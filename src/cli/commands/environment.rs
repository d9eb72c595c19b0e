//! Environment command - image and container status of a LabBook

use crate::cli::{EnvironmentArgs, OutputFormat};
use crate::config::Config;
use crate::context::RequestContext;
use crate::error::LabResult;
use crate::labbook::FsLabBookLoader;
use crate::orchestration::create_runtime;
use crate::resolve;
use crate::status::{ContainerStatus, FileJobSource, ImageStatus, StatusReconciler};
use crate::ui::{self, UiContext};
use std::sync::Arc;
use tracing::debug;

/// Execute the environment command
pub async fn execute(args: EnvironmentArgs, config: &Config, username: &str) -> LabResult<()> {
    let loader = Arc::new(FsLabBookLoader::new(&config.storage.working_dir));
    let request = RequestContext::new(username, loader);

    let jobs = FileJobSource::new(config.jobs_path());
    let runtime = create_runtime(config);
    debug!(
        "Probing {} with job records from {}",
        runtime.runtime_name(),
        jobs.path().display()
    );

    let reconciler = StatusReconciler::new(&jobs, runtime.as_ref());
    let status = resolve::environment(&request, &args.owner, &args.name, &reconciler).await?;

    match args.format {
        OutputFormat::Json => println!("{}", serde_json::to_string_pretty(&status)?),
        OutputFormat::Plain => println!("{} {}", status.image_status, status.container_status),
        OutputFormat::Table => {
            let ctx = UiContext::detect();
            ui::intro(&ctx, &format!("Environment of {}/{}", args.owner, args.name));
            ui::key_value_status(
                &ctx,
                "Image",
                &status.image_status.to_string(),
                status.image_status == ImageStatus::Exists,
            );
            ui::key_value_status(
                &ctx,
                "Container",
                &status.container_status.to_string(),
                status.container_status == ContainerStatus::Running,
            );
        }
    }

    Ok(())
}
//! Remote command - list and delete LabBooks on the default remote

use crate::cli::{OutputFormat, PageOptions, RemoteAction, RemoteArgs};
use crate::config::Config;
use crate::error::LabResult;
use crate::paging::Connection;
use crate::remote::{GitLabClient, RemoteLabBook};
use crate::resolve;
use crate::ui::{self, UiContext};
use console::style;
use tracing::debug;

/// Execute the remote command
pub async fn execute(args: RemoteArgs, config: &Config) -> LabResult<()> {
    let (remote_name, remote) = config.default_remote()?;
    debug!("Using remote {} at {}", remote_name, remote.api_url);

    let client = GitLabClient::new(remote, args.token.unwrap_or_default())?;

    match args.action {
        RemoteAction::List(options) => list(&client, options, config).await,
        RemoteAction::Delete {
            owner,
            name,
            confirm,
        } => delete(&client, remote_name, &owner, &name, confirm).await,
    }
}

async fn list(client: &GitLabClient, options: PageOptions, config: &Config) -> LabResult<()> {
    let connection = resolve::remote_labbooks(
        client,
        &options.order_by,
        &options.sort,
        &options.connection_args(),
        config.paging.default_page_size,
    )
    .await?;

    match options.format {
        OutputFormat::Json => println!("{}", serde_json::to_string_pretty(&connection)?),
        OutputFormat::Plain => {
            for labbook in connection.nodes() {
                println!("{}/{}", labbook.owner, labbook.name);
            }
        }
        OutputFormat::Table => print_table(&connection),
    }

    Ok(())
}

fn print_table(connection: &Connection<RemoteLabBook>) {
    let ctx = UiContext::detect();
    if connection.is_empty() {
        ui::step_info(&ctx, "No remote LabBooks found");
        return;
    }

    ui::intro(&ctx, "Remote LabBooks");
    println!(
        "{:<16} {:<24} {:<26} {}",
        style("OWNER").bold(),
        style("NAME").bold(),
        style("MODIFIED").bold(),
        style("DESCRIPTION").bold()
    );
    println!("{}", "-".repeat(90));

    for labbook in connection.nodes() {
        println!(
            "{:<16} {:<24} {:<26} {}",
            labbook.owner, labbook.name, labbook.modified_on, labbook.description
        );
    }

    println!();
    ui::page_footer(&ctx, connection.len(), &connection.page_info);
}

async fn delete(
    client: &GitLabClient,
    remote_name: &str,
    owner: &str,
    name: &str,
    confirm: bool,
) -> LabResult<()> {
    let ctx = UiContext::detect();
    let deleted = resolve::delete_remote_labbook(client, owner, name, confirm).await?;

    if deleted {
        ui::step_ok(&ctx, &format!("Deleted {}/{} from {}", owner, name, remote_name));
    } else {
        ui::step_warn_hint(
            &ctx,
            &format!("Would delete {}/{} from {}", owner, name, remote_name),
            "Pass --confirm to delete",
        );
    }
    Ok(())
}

= = = = = = =

What needs to be done: Restate word for word only the lines above from the line containing "use crate::paging::Connection;" to the line containing "pub async fn execute(args: RemoteArgs, config: &Config)", both of them included.

Answer for this exercise:
use crate::paging::Connection;
use crate::remote::{GitLabClient, RemoteLabBook};
use crate::resolve;
use crate::ui::{self, UiContext};
use console::style;
use tracing::debug;

/// Execute the remote command
pub async fn execute(args: RemoteArgs, config: &Config) -> LabResult<()> {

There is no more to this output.